### TASK REQUIREMENTS
Using the listing below, work out how many lines contain the word "AppResult", and respond with that number alone.
-------- AVAILABLE DATA
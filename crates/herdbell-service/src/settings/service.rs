//! User-facing settings operations.

use std::collections::BTreeMap;
use std::sync::Arc;

use tracing::info;

use herdbell_core::result::AppResult;
use herdbell_entity::notification::{CategorySetting, NotificationCategory, SettingUpdate};
use herdbell_entity::user::UserRole;
use herdbell_store::SettingsRepository;

use super::defaults::role_defaults;
use super::resolver::SettingsResolver;
use crate::context::RequestContext;

/// Reads and updates the caller's category settings.
#[derive(Debug, Clone)]
pub struct SettingsService {
    repo: Arc<SettingsRepository>,
    resolver: SettingsResolver,
}

impl SettingsService {
    /// Creates a new settings service.
    pub fn new(repo: Arc<SettingsRepository>) -> Self {
        let resolver = SettingsResolver::new(Arc::clone(&repo));
        Self { repo, resolver }
    }

    /// Effective settings for the caller's role and stored overrides.
    pub fn get_settings(&self, ctx: &RequestContext) -> BTreeMap<NotificationCategory, CategorySetting> {
        self.resolver.effective(ctx.user_id, ctx.role)
    }

    /// Merge `update` over the current effective setting and store the
    /// result as the full override for `category`.
    pub fn update_setting(
        &self,
        ctx: &RequestContext,
        category: NotificationCategory,
        update: &SettingUpdate,
    ) -> AppResult<CategorySetting> {
        let current = self.resolver.effective_for(ctx.user_id, ctx.role, category);
        let merged = update.apply_to(&current);
        merged.validate()?;

        self.repo.upsert(ctx.user_id, merged.clone());
        info!(
            user_id = %ctx.user_id,
            category = %category,
            enabled = merged.enabled,
            channels = merged.channels.len(),
            quiet_hours = merged.quiet_hours.is_some(),
            "Category setting updated"
        );
        Ok(merged)
    }

    /// Store the default table of `role` as the caller's overrides for
    /// every category.
    pub fn apply_role_defaults(
        &self,
        ctx: &RequestContext,
        role: UserRole,
    ) -> BTreeMap<NotificationCategory, CategorySetting> {
        let defaults = role_defaults(role);
        for setting in defaults.values() {
            self.repo.upsert(ctx.user_id, setting.clone());
        }
        info!(user_id = %ctx.user_id, role = %role, "Role defaults applied");
        defaults
    }
}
----------------
### ANSWER FOR THIS EXERCISE
2